---- EXERCISE DATA

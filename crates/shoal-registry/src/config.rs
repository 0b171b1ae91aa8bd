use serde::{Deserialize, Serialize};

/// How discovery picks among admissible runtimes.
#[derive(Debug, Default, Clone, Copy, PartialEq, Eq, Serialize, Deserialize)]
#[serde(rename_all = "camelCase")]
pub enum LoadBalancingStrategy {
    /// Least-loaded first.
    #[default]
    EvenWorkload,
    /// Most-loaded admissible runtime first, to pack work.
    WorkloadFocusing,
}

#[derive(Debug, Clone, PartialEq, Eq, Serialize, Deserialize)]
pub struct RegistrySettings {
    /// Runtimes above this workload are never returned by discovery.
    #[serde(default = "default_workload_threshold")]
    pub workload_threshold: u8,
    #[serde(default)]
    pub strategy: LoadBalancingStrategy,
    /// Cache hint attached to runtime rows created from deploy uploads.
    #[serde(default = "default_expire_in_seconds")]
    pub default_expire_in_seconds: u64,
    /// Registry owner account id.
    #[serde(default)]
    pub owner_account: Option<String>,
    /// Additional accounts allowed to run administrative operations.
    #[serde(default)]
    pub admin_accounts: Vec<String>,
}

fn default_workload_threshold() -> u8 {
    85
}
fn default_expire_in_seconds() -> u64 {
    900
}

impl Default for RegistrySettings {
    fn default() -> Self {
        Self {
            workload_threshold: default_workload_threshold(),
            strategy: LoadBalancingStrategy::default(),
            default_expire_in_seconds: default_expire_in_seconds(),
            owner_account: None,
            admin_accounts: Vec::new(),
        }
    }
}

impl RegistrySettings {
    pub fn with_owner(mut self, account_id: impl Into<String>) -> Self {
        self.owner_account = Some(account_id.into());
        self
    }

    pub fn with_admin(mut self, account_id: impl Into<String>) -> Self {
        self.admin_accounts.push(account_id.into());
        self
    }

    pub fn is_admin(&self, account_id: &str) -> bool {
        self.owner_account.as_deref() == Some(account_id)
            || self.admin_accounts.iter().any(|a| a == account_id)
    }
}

--------

Wherever the string "loaded" appears in a line above, copy that line.

TASK SOLUTION >>
    /// Least-loaded first.
    /// Most-loaded admissible runtime first, to pack work.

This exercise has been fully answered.